China has officially lifted its one-child policy as part of their 13th Five Year Plan. The issue is whether the colossal demographic consequences on economic growth can find solutions. As they replace it with a "two-baby" policy, the piercing question is whether they will ever learn and what can be done to meet economic growth targets in spite of having created the most lopsided population on the planet.
There are 400 million fewer people as a result of the one-child policy. But it is that the very fabric of society that has been turned upside-down as more than 20% of its population is over 55, and the number of younger people is plummeting. China's elderly population will increase by 60% in the next five years, while its working age population, as defined by 20th century standards, will decrease by 35%. By 2050, one-quarter of the world's over-60 population, 454 million seniors, will be Chinese. That means there will be more "senior" Chinese than Americans of any age, and about the same number as all Europeans!

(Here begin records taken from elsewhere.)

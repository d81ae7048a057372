// Copyright © 2019-2020 The Radicle Foundation <hello@radicle.foundation>
//
// This file is part of radicle-link, distributed under the GPLv3 with Radicle
// Linking Exception. For full terms see the included LICENSE file.

use std::{
    convert::TryFrom,
    ffi::CString,
    fmt::{self, Display},
    iter::FromIterator,
    ops::Deref,
    str::{self, FromStr},
};

use once_cell::sync::Lazy;
pub use percent_encoding::PercentEncode;
use regex::Regex;
use thiserror::Error;

use super::check;

#[derive(Debug, Error)]
#[non_exhaustive]
pub enum Error {
    #[error("invalid utf8")]
    Utf8,

    #[error("not a valid git ref name or pattern")]
    RefFormat,

    #[error("input contains a nul byte")]
    Nul,
}

#[derive(Debug, Error)]
#[non_exhaustive]
pub enum StripPrefixError {
    #[error("prefix is equal to path")]
    ImproperPrefix,

    #[error("not prefixed by given path")]
    NotPrefix,
}

/// An owned path-like value which is a valid git refname.
///
/// See [`git-check-ref-format`] for what the rules for refnames are --
/// conversion functions behave as if `--normalize --allow-onelevel` was given.
/// Additionally, we impose the rule that the name must consist of valid utf8.
///
/// Note that refspec patterns (eg. "refs/heads/*") are not allowed (see
/// [`RefspecPattern`]), and that the maximum length of the name is 1024 bytes.
///
/// [`git-check-ref-format`]: https://git-scm.com/docs/git-check-ref-format
#[derive(
    Clone, Debug, Eq, Ord, PartialEq, PartialOrd, Hash, serde::Serialize, serde::Deserialize,
)]
#[serde(into = "String", try_from = "String")]
pub struct RefLike(String);

impl RefLike {
    /// Append the path in `Other` to `self.
    pub fn join<Other: Into<Self>>(&self, other: Other) -> Self {
        Self(format!("{}/{}", self.0, other.into().0))
    }

    /// Append a [`RefspecPattern`], yielding a [`RefspecPattern`]
    pub fn with_pattern_suffix<Suf: Into<RefspecPattern>>(&self, suf: Suf) -> RefspecPattern {
        RefspecPattern(format!("{}/{}", self.0, suf.into().0))
    }

    /// Returns a [`RefLike`] that, when joined onto `base`, yields `self`.
    ///
    /// # Errors
    ///
    /// If `base` is not a prefix of `self`, or `base` equals the path in `self`
    /// (ie. the result would be the empty path, which is not a valid
    /// [`RefLike`]).
    pub fn strip_prefix<P: AsRef<str>>(&self, base: P) -> Result<Self, StripPrefixError> {
        let base = base.as_ref();
        let base = format!("{}/", base.strip_suffix("/").unwrap_or(base));
        self.0
            .strip_prefix(&base)
            .ok_or(StripPrefixError::NotPrefix)
            .and_then(|path| {
                if path.is_empty() {
                    Err(StripPrefixError::ImproperPrefix)
                } else {
                    Ok(Self(path.into()))
                }
            })
    }

    pub fn as_str(&self) -> &str {
        self.as_ref()
    }

    pub fn percent_encode(&self) -> PercentEncode {
        /// https://url.spec.whatwg.org/#fragment-percent-encode-set
        const FRAGMENT_PERCENT_ENCODE_SET: &percent_encoding::AsciiSet =
            &percent_encoding::CONTROLS
                .add(b' ')
                .add(b'"')
                .add(b'<')
                .add(b'>')
                .add(b'`');

        /// https://url.spec.whatwg.org/#path-percent-encode-set
        const PATH_PERCENT_ENCODE_SET: &percent_encoding::AsciiSet = &FRAGMENT_PERCENT_ENCODE_SET
            .add(b'#')
            .add(b'?')
            .add(b'{')
            .add(b'}');

        percent_encoding::utf8_percent_encode(self.as_str(), PATH_PERCENT_ENCODE_SET)
    }
}

impl Deref for RefLike {
    type Target = str;

    fn deref(&self) -> &Self::Target {
        &self.0
    }
}

impl AsRef<str> for RefLike {
    fn as_ref(&self) -> &str {
        &self.0
    }
}

impl TryFrom<&str> for RefLike {
    type Error = Error;

    fn try_from(s: &str) -> Result<Self, Self::Error> {
        normalize_name(
            s,
            check::Options {
                allow_onelevel: true,
                allow_pattern: false,
            },
        )
        .map(Self)
    }
}

impl TryFrom<&[u8]> for RefLike {
    type Error = Error;

    fn try_from(bytes: &[u8]) -> Result<Self, Self::Error> {
        str::from_utf8(bytes)
            .or(Err(Error::Utf8))
            .and_then(Self::try_from)
    }
}

impl FromStr for RefLike {
    type Err = Error;

    fn from_str(s: &str) -> Result<Self, Self::Err> {
        Self::try_from(s)
    }
}

impl TryFrom<String> for RefLike {
    type Error = Error;

    fn try_from(s: String) -> Result<Self, Self::Error> {
        Self::try_from(s.as_str())
    }
}

impl From<&RefLike> for RefLike {
    fn from(me: &RefLike) -> Self {
        me.clone()
    }
}

impl From<RefLike> for String {
    fn from(RefLike(path): RefLike) -> Self {
        path
    }
}

impl FromIterator<Self> for RefLike {
    fn from_iter<T>(iter: T) -> Self
    where
        T: IntoIterator<Item = Self>,
    {
        Self(iter.into_iter().map(|x| x.0).collect::<Vec<_>>().join("/"))
    }
}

No doubt, then, that three decades of China's draconian one-child policy created this demographic cataclysm. But as Nick Eberstadt of the American Enterprise Institute has shown, the one-child policy merely exacerbated what is now China's old-heavy population. As he notes, countries throughout East Asia have some of the world's lowest birth rates, even in countries that have never had a child control policy. Moreover, this is equally true across Europe and in virtually every country as they modernize, from Brazil to Turkey. However, in China, this general trend has been amplified, as though on steroids, due to the one-child policy. The result has been economic catastrophe and a recipe for social upheaval unlike any seen before in the world. Suddenly, for the first time in history, there are Chinese families consisting of two generations of only children, with the entire upending of family and social structure.
Repealing the one-child policy is of course to be encouraged, but will not do the trick for Chinese growth goals in their 13th Five Year Plan. What Chinese authorities really needs to focus on for short term growth is how to keep its colossal aging population healthy, active, and productive.

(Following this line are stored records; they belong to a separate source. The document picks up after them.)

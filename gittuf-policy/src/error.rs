// Copyright © The gittuf-rs Contributors
//
// This file is part of radicle-link, distributed under the GPLv3 with Radicle
// Linking Exception. For full terms see the included LICENSE file.

use thiserror::Error;

#[derive(Debug, Error)]
#[non_exhaustive]
pub enum Error {
    #[error("principal '{0}' has a type that is neither a key nor a person")]
    InvalidPrincipalType(String),

    #[error("'{0}' is not a valid principal id")]
    InvalidPrincipalId(String),

    #[error("principal '{0}' not found")]
    PrincipalNotFound(String),

    #[error("principal '{0}' is still referenced by one or more rules")]
    PrincipalStillInUse(String),

    #[error("root metadata is invalid: {0}")]
    InvalidRootMetadata(String),

    #[error("root metadata does not contain primary rule file information")]
    PrimaryRuleFileInformationNotFoundInRoot,

    #[error("root metadata does not contain github app information")]
    GitHubAppInformationNotFoundInRoot,

    #[error("{have} principals cannot meet a threshold of {threshold}")]
    CannotMeetThreshold { have: usize, threshold: u32 },

    #[error("'{0}' cannot be added, updated, or removed: the 'gittuf-' prefix is reserved")]
    CannotManipulateRulesWithGittufPrefix(String),

    #[error("rule '{0}' not found")]
    RuleNotFound(String),

    #[error("a rule named '{0}' already exists")]
    DuplicatedRuleName(String),

    #[error("reorder is missing rule(s): {0:?}")]
    MissingRules(Vec<String>),

    #[error("a global rule named '{0}' already exists")]
    GlobalRuleAlreadyExists(String),

    #[error("global rule '{0}' not found")]
    GlobalRuleNotFound(String),

    #[error("global rule '{0}' cannot change variant on update")]
    CannotUpdateGlobalRuleType(String),

    #[error("'{0}' is not a known global rule type")]
    UnknownGlobalRuleType(String),

    #[error("propagation directive '{0}' not found")]
    PropagationDirectiveNotFound(String),

    #[error("controller repository '{0}' already exists")]
    DuplicateControllerRepository(String),

    #[error("network repository '{0}' already exists")]
    DuplicateNetworkRepository(String),

    #[error("this repository is not configured as a controller")]
    NotAControllerRepository,

    #[error("'{0}' is not a valid hook stage")]
    InvalidHookStage(String),

    #[error("a hook named '{0}' already exists for stage '{1}'")]
    DuplicatedHookName(String, String),

    #[error("no hooks are defined for stage '{0}'")]
    NoHooksDefined(String),

    #[error("rule-file targets must be empty")]
    RuleFileTargetsMustBeEmpty,

    #[error("failed to decode policy metadata: {0}")]
    Decode(String),
}

pub type Result<T> = std::result::Result<T, Error>;
#[cfg(test)]
#[macro_use]
extern crate link_canonical;

#[cfg(any(test, feature = "test"))]
pub mod gen;

#[cfg(test)]
mod properties;
#[cfg(test)]
mod tests;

There are 3 initiatives that would form the foundation of an economic growth strategy:
China's next economic miracle: embracing older workers and consumers. China's economic transformation is the most important growth story of the past half-century. Since liberalizing its markets, the country has been transformed into the world's economic juggernaut, with GDP growth averaging nearly 10% per year for the last several decades.

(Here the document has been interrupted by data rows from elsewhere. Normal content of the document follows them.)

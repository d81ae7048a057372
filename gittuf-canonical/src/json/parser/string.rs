// Copyright (c) 2014-2019 Geoffroy Couprie.
// SPDX-License-Identifier: MIT

use nom::{
    branch::alt,
    bytes::streaming::{tag, take_while1},
    character::streaming::{char, hex_digit0, multispace1, one_of},
    combinator::{map, map_res, recognize, value},
    error::{FromExternalError, ParseError},
    multi::fold_many0,
    sequence::{delimited, pair, preceded},
    IResult,
};
use unicode_normalization::UnicodeNormalization;

#[derive(Debug, thiserror::Error)]
pub enum Error {
    #[error("the escape sequences \\x00 - \\x7F are not supported")]
    ControlCode,
    #[error(transparent)]
    ParseInt(#[from] std::num::ParseIntError),
}

fn is_nonescaped_string_char(c: char) -> bool {
    let cv = c as u32;
    (cv >= 0x20) && (cv != 0x22) && (cv != 0x5C)
}

// Fail on an ASCII control code, i.e. \x00 - \x7F
fn control_code<'a, E>(input: &'a str) -> IResult<&'a str, &'a str, E>
where
    E: ParseError<&'a str> + FromExternalError<&'a str, Error>,
{
    let control_sequence = pair(one_of("01234567"), hex_digit0);
    map_res(pair(tag("\\x"), control_sequence), |_| Err(Error::ControlCode))(input)
}

// One or more unescaped text characters
fn nonescaped_string<'a, E>(input: &'a str) -> IResult<&'a str, &'a str, E>
where
    E: ParseError<&'a str>,
{
    take_while1(is_nonescaped_string_char)(input)
}

fn escape_code<'a, E>(input: &'a str) -> IResult<&'a str, &'a str, E>
where
    E: ParseError<&'a str> + FromExternalError<&'a str, Error>,
{
    alt((
        control_code,
        recognize(pair(
            tag("\\"),
            alt((
                tag("\""),
                tag("\\"),
                tag("/"),
                tag("b"),
                tag("f"),
                tag("n"),
                tag("r"),
                tag("t"),
                tag("u"),
            )),
        )),
    ))(input)
}

/// Parse a backslash, followed by any amount of whitespace. This is used later
/// to discard any escaped whitespace.
fn parse_escaped_whitespace<'a, E: ParseError<&'a str>>(
    input: &'a str,
) -> IResult<&'a str, &'a str, E> {
    preceded(char('\\'), multispace1)(input)
}

/// A string fragment contains a fragment of a string being parsed: either
/// a non-empty Literal (a series of non-escaped characters), a single
/// parsed escaped character, or a block of escaped whitespace.
#[derive(Debug, Clone, Copy, PartialEq, Eq)]
enum StringFragment<'a> {
    Literal(&'a str),
    EscapedChar(&'a str),
    EscapedWS,
}

fn parse_fragment<'a, E>(input: &'a str) -> IResult<&'a str, StringFragment<'a>, E>
where
    E: ParseError<&'a str> + FromExternalError<&'a str, Error>,
{
    alt((
        map(nonescaped_string, StringFragment::Literal),
        map(escape_code, StringFragment::EscapedChar),
        value(StringFragment::EscapedWS, parse_escaped_whitespace),
    ))(input)
}

/// Parse a string. Use a loop of parse_fragment and push all of the fragments
/// into an output string.
pub fn parse<'a, E>(input: &'a str) -> IResult<&'a str, String, E>
where
    E: ParseError<&'a str> + FromExternalError<&'a str, Error>,
{
    let build_string = fold_many0(
        parse_fragment,
        String::new,
        |mut string, fragment| {
            match fragment {
                StringFragment::Literal(s) | StringFragment::EscapedChar(s) => string.push_str(s),
                StringFragment::EscapedWS => {},
            }
            string
        },
    );

    // Normalize Form C the resulting string
    map(delimited(char('"'), build_string, char('"')), |s| {
        s.nfc().fold(String::new(), |mut acc, ch| {
            let mut buf = [0; 4];
            let s = ch.encode_utf8(&mut buf);
            acc.push_str(s);
            acc
        })
    })(input)
}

Leveraging its aging population to sustain this growth will be an even more significant transformation. The only way China can continue its economic viability is if it taps into the overlooked skills and knowledge of its older citizens with training programs and learning opportunities. This is true of the U.S., too, but the problem looms much larger in China. One quick solution is literally and immediately to get rid of the idea of retirement itself.
Making China's megacities age friendly. China added more than 500 million people to its cities in the past 35 years, in a wave of urbanization that will continue in the coming decades. By 2025, 46 of the world's largest 200 cities will be located in China.
As the population ages, these hubs will need to become leaders in keeping seniors active, employed and engaged with those around them. If these older citizens are valued and given avenues to contribute to their communities, then China's surging urbanization will help both old and young.
Further, Chinese cities could become global leaders in dealing with the challenges of much longer lifespans. And if you need another reason, consider that cities with populations over 10 million (there are currently 15) have much higher GDP per capita than other areas. To keep these economic engines running, China must engage with its older workers.
Enabling healthier aging. Now that medical advances have thwarted many of the communicable diseases that once cut lives short, we face the challenge of enabling a healthy aging process. This is a global challenge, but nowhere is it more evident than China, where 82% of the disease burden comes from non-communicable diseases like diabetes, stroke and cancer. But there are two other equally huge places the Chinese have direct interest in transforming: First, if Alzheimer's is a global challenge, the aging of China's population will ensure it becomes their fiscal nightmare. As the Chinese lead the G-20 next year they would be well placed to lead the global fight to find the cure for Alzheimer's. Second, the Chinese might focus on the WHO Report just released, that targets health policy to address functional ability. If health strategies can mitigate the natural deterioration of our skin, vision, hearing, muscle, and bones then we will have lifted hundreds of millions into the possibility of remaining active and healthier longer.
Sure, repeal the one-baby policy; do not replace it; and, immediately and urgently take the steps for a healthier and more active aging of its massively older population.